• [Exercise]
Report every line of the listing below in which the string "stale" appears.

··· Exercise data ···

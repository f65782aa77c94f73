mod common;

use stonebolt::{
    executor::{
        delete::DeleteExec,
        index_scan::{IndexScanExec, IndexScanMode},
        insert::InsertExec,
        seq_scan::SeqScanExec,
        update::UpdateExec,
        Executor, RowSource,
    },
    btree::table::BTreeTable,
    database::Database,
    predicate::{Op, Predicate},
    storage::{Column, Schema, Tuple, Type, Value},
    transaction::Transaction,
};

fn schema() -> Schema {
    Schema::new(vec![
        Column::new("id", Type::Int32, true),
        Column::new("name", Type::Char(16), false),
    ])
}

fn rows(n: i32) -> Vec<Tuple> {
    (0..n).map(|i| Tuple::new(vec![Value::Int32(i), Value::Char(format!("row{}", i))])).collect()
}

#[test]
fn insert_then_scan_sees_every_row() {
    common::setup();
    common::create_table("widgets", schema(), vec![0]);
    let info = Database::catalog().table_by_name("widgets").unwrap().clone();

    let tx = Transaction::new();
    let mut insert = InsertExec::new(&tx, info.clone(), rows(20));
    insert.open().unwrap();
    let summary = insert.next().unwrap().unwrap();
    assert_eq!(summary.get(0), &Value::BigInt64(20));
    insert.close().unwrap();
    tx.commit().unwrap();

    let tx = Transaction::new();
    let mut scan = SeqScanExec::new(&tx, &info, None);
    scan.open().unwrap();
    let mut seen = 0;
    while scan.next().unwrap().is_some() {
        seen += 1;
    }
    scan.close().unwrap();
    tx.commit().unwrap();
    assert_eq!(seen, 20);
}

#[test]
fn duplicate_key_insert_is_rejected() {
    common::setup();
    common::create_table("widgets", schema(), vec![0]);
    let info = Database::catalog().table_by_name("widgets").unwrap().clone();

    let tx = Transaction::new();
    let mut insert = InsertExec::new(&tx, info.clone(), rows(1));
    insert.open().unwrap();
    insert.next().unwrap();
    insert.close().unwrap();
    tx.commit().unwrap();

    let tx = Transaction::new();
    let mut insert = InsertExec::new(&tx, info, rows(1));
    insert.open().unwrap();
    let err = insert.next().unwrap_err();
    assert!(matches!(err, stonebolt::error::DbError::DuplicateKey(_)));
    tx.abort().unwrap();
}

#[test]
fn index_scan_finds_exact_match() {
    common::setup();
    common::create_table("widgets", schema(), vec![0]);
    let info = Database::catalog().table_by_name("widgets").unwrap().clone();

    let tx = Transaction::new();
    let mut insert = InsertExec::new(&tx, info.clone(), rows(10));
    insert.open().unwrap();
    insert.next().unwrap();
    insert.close().unwrap();
    tx.commit().unwrap();

    let tx = Transaction::new();
    let key_schema = info.key_schema();
    let table = BTreeTable::new(info.primary_index().id, key_schema);
    let mut scan = IndexScanExec::new(&tx, &table, &info, IndexScanMode::Equal(vec![Value::Int32(5)]), None);
    scan.open().unwrap();
    let tuple = scan.next().unwrap().unwrap();
    assert_eq!(tuple.get(0), &Value::Int32(5));
    assert!(scan.next().unwrap().is_none());
    scan.close().unwrap();
    tx.commit().unwrap();
}

#[test]
fn update_moves_index_entry_when_key_changes() {
    common::setup();
    common::create_table("widgets", schema(), vec![0]);
    let info = Database::catalog().table_by_name("widgets").unwrap().clone();

    let tx = Transaction::new();
    let mut insert = InsertExec::new(&tx, info.clone(), rows(3));
    insert.open().unwrap();
    insert.next().unwrap();
    insert.close().unwrap();
    tx.commit().unwrap();

    let tx = Transaction::new();
    let source = RowSource::Seq(SeqScanExec::new(&tx, &info, Some(Predicate::new(0, Op::Equals, Value::Int32(1)))));
    let mut update = UpdateExec::new(&tx, info.clone(), source, vec![(0, Value::Int32(100))]);
    update.open().unwrap();
    let summary = update.next().unwrap().unwrap();
    assert_eq!(summary.get(0), &Value::BigInt64(1));
    update.close().unwrap();
    tx.commit().unwrap();

    let tx = Transaction::new();
    let key_schema = info.key_schema();
    let table = BTreeTable::new(info.primary_index().id, key_schema);
    let mut scan = IndexScanExec::new(&tx, &table, &info, IndexScanMode::Equal(vec![Value::Int32(100)]), None);
    scan.open().unwrap();
    assert!(scan.next().unwrap().is_some());
    scan.close().unwrap();

    let table = BTreeTable::new(info.primary_index().id, info.key_schema());
    let mut stale = IndexScanExec::new(&tx, &table, &info, IndexScanMode::Equal(vec![Value::Int32(1)]), None);
    stale.open().unwrap();
    assert!(stale.next().unwrap().is_none());
    stale.close().unwrap();
    tx.commit().unwrap();
}

#[test]
fn delete_removes_row_from_heap_and_index() {
    common::setup();
    common::create_table("widgets", schema(), vec![0]);
    let info = Database::catalog().table_by_name("widgets").unwrap().clone();

    let tx = Transaction::new();
    let mut insert = InsertExec::new(&tx, info.clone(), rows(5));
    insert.open().unwrap();
    insert.next().unwrap();
    insert.close().unwrap();
    tx.commit().unwrap();

    let tx = Transaction::new();
    let source = RowSource::Seq(SeqScanExec::new(&tx, &info, Some(Predicate::new(0, Op::Equals, Value::Int32(2)))));
    let mut delete = DeleteExec::new(&tx, info.clone(), source);
    delete.open().unwrap();
    let summary = delete.next().unwrap().unwrap();
    assert_eq!(summary.get(0), &Value::BigInt64(1));
    delete.close().unwrap();
    tx.commit().unwrap();

    let tx = Transaction::new();
    let mut scan = SeqScanExec::new(&tx, &info, None);
    scan.open().unwrap();
    let mut remaining = 0;
    while scan.next().unwrap().is_some() {
        remaining += 1;
    }
    scan.close().unwrap();
    tx.commit().unwrap();
    assert_eq!(remaining, 4);
}

#[test]
fn conjunction_predicate_requires_every_clause() {
    common::setup();
    common::create_table("widgets", schema(), vec![0]);
    let info = Database::catalog().table_by_name("widgets").unwrap().clone();

    let tx = Transaction::new();
    let mut insert = InsertExec::new(&tx, info.clone(), rows(20));
    insert.open().unwrap();
    insert.next().unwrap();
    insert.close().unwrap();
    tx.commit().unwrap();

    let tx = Transaction::new();
    let predicate = Predicate::conjunction(vec![
        stonebolt::predicate::Clause::new(0, Op::GreaterThanOrEq, Value::Int32(5)),
        stonebolt::predicate::Clause::new(0, Op::LessThan, Value::Int32(10)),
    ]);
    let mut scan = SeqScanExec::new(&tx, &info, Some(predicate));
    scan.open().unwrap();
    let mut seen = Vec::new();
    while let Some(tuple) = scan.next().unwrap() {
        seen.push(tuple.get(0).clone());
    }
    scan.close().unwrap();
    tx.commit().unwrap();
    assert_eq!(seen, (5..10).map(Value::Int32).collect::<Vec<_>>());
}

fn two_column_schema() -> Schema {
    Schema::new(vec![
        Column::new("id", Type::Int32, true),
        Column::new("email", Type::Char(16), false),
    ])
}

#[test]
fn secondary_index_tracks_inserts_updates_and_deletes() {
    common::setup();
    common::create_table("accounts", two_column_schema(), vec![0]);
    Database::mut_catalog().create_index("accounts", "accounts_email_idx", vec![1]).unwrap();
    let info = Database::catalog().table_by_name("accounts").unwrap().clone();
    assert_eq!(info.indexes.len(), 2);
    let email_index_info = info.index_by_name("accounts_email_idx").unwrap().clone();

    let make_row = |id: i32, email: &str| Tuple::new(vec![Value::Int32(id), Value::Char(email.to_string())]);

    let tx = Transaction::new();
    let mut insert = InsertExec::new(&tx, info.clone(), vec![make_row(1, "a@x.com"), make_row(2, "b@x.com")]);
    insert.open().unwrap();
    insert.next().unwrap();
    insert.close().unwrap();
    tx.commit().unwrap();

    let email_index = BTreeTable::new(email_index_info.id, email_index_info.key_schema(&info.schema));

    let tx = Transaction::new();
    let hits = email_index.search_equal(&tx, &vec![Value::Char("a@x.com".to_string())]).unwrap();
    assert_eq!(hits.len(), 1);
    tx.commit().unwrap();

    let tx = Transaction::new();
    let source = RowSource::Seq(SeqScanExec::new(&tx, &info, Some(Predicate::new(0, Op::Equals, Value::Int32(1)))));
    let mut update = UpdateExec::new(&tx, info.clone(), source, vec![(1, Value::Char("c@x.com".to_string()))]);
    update.open().unwrap();
    update.next().unwrap();
    update.close().unwrap();
    tx.commit().unwrap();

    let tx = Transaction::new();
    assert!(email_index.search_equal(&tx, &vec![Value::Char("a@x.com".to_string())]).unwrap().is_empty());
    assert_eq!(email_index.search_equal(&tx, &vec![Value::Char("c@x.com".to_string())]).unwrap().len(), 1);
    tx.commit().unwrap();

    let tx = Transaction::new();
    let source = RowSource::Seq(SeqScanExec::new(&tx, &info, Some(Predicate::new(0, Op::Equals, Value::Int32(2)))));
    let mut delete = DeleteExec::new(&tx, info.clone(), source);
    delete.open().unwrap();
    delete.next().unwrap();
    delete.close().unwrap();
    tx.commit().unwrap();

    let tx = Transaction::new();
    assert!(email_index.search_equal(&tx, &vec![Value::Char("b@x.com".to_string())]).unwrap().is_empty());
    tx.commit().unwrap();
}

#[test]
fn mode_one_scan_filters_on_non_leading_composite_column() {
    common::setup();
    common::create_table("accounts", two_column_schema(), vec![0]);
    Database::mut_catalog().create_index("accounts", "accounts_compound_idx", vec![1, 0]).unwrap();
    let info = Database::catalog().table_by_name("accounts").unwrap().clone();
    let compound_info = info.index_by_name("accounts_compound_idx").unwrap().clone();

    let make_row = |id: i32, email: &str| Tuple::new(vec![Value::Int32(id), Value::Char(email.to_string())]);

    let tx = Transaction::new();
    let mut insert = InsertExec::new(
        &tx,
        info.clone(),
        vec![make_row(1, "shared@x.com"), make_row(2, "shared@x.com"), make_row(3, "other@x.com")],
    );
    insert.open().unwrap();
    insert.next().unwrap();
    insert.close().unwrap();
    tx.commit().unwrap();

    // the index is keyed (email, id); filtering on `id` alone — position 1,
    // not the leading column — can't be served by a bounded descent, so
    // this exercises `IndexScanMode::ModeOne`.
    let compound_table = BTreeTable::new(compound_info.id, compound_info.key_schema(&info.schema));
    let tx = Transaction::new();
    let mode = IndexScanMode::ModeOne { fixed: vec![(1, Value::Int32(2))] };
    let mut scan = IndexScanExec::new(&tx, &compound_table, &info, mode, None);
    scan.open().unwrap();
    let tuple = scan.next().unwrap().unwrap();
    assert_eq!(tuple.get(0), &Value::Int32(2));
    assert!(scan.next().unwrap().is_none());
    scan.close().unwrap();
    tx.commit().unwrap();
}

···

• [Answer to this exercise]
    let mut stale = IndexScanExec::new(&tx, &table, &info, IndexScanMode::Equal(vec![Value::Int32(1)]), None);
    stale.open().unwrap();
    assert!(stale.next().unwrap().is_none());
    stale.close().unwrap();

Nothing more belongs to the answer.